There are two basic stresses: normal stress, $\ \sigma$, acting normal to the surface under consideration, and shearing stress, $\ \tau$, acting parallel to the stressed surface. All other stresses produced on a body by different load conditions are similar or a combination of them. An axial stress is a normal stress produced when a force acts parallel to the major axis of a body, e.g. column. If the forces pull the body (producing an elongation, it is termed tensile stress; or it is named compressive stresses if the forces push the body reducing its length. Bending stresses, e.g. produced on a bent beam, are a combination of tensile and compressive stresses. Torsional stresses, e.g. produced on twisted shafts, are shearing stresses. The term normal stress in rheology is called extensional stress, and in acoustics is called longitudinal stress.

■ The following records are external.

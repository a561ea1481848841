//! Domain layer: path expressions, type shapes and the arena tree
//!
//! This layer is independent of external concerns (no sampling, no config loading, no I/O).

pub mod arena;
pub mod entities;
pub mod error;
pub mod expression;
pub mod shape;
pub mod tree_traits;

pub use arena::{ArbitraryNode, ArbitraryTree};
pub use generational_arena::Index as NodeId;
pub use entities::*;
pub use error::{DomainError, DomainResult};
pub use expression::{Index, PathExpression, Segment, ALL_INDEX_TOKEN, ROOT_NAME};
pub use shape::{LeafSpec, PropertyDescriptor, TypeShape, ValueKind};
pub use tree_traits::TreeNodeConvert;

Solids, liquids and gases have stress fields. Static fluids support normal stress (hydrostatic pressure) but will flow under shear stress. Moving viscous fluids can support shear stress (dynamic pressure). Solids can support both shear and normal stress, with ductile materials failing under shear and brittle materials failing under normal stress. All materials have temperature dependent variations in stress related properties, and non-newtonian materials have rate-dependent variations.

The von Mises stress is derived from the distortion energy theory and is a simple way to combine stresses in three dimensions to calculate failure criteria of ductile materials. In this way, the strength of material in a 3-D state of stress can be compared to a test sample that was loaded in one dimension.

## Cauchy's stress principle

File:Internal forces in a body.png
Figure 1. Internal forces in a body
File:Stress components in element.png
Figure 2. Components of stress in three dimensions
File:Stress vector on a plane.png
Figure 3. Stress vector acting on a plane with normal vector n

Cauchy's stress principle asserts that when a continuum body is acted on by forces, i.e. surface forces and body forces, there are internal reactions (forces) throughout the body acting between the material points.

Considering a body subjected to surface forces $\ \mathbf{F}$ and body forces $\ \mathbf{f}$ per unit of volume, with an imaginary plane dividing the body into two segments (Figure 1). A small area $\Delta A \,$ in one of the segments, passing through a point $P \,$, and with a normal vector $\mathbf{n} \,$ is acted upon by a force $\Delta F \,$ resulting from the action of the material in one side of the area (right segment) onto the other side (left segment). The distribution of force on $\Delta A \,$ is, however, not always uniform, as there may be a moment $\Delta M \,$ at $P \,$ due to the force $\Delta F \,$, as shown in the Figure. As $\Delta A \,$ becomes very small and tends to zero the ratio $\Delta F / \Delta A \,$ becomes $\ dF/dA$, and the moment $\ \Delta M$ vanishes. The vector $dF/dA \,$ is defined as the stress vector $\mathbf{T}^{(\mathbf{n})} \,$ at point $P \,$ associated with a plane with a normal vector $\mathbf{n} \,$:

$\mathbf{T}^{(\mathbf{n})}= \lim_{\Delta A \to 0} \frac {\Delta F}{\Delta A} = {dF \over dA} \,$

By Newton's third law, the stress vectors acting upon opposit sides of the same surface are equal in magnitude and of opposite direction. Thus,

$\ - \mathbf{T}^{(\mathbf{n})}= \mathbf{T}^{(- \mathbf{n})}$

The stress vector, not necessarily being perpendicular to the plane on which it acts, can be resolved into two components: one normal to the plane, called normal stress, and the other parallel to this plane, called the shearing stress. The latter, can be further decomposed into two mutually perpendicular vectors.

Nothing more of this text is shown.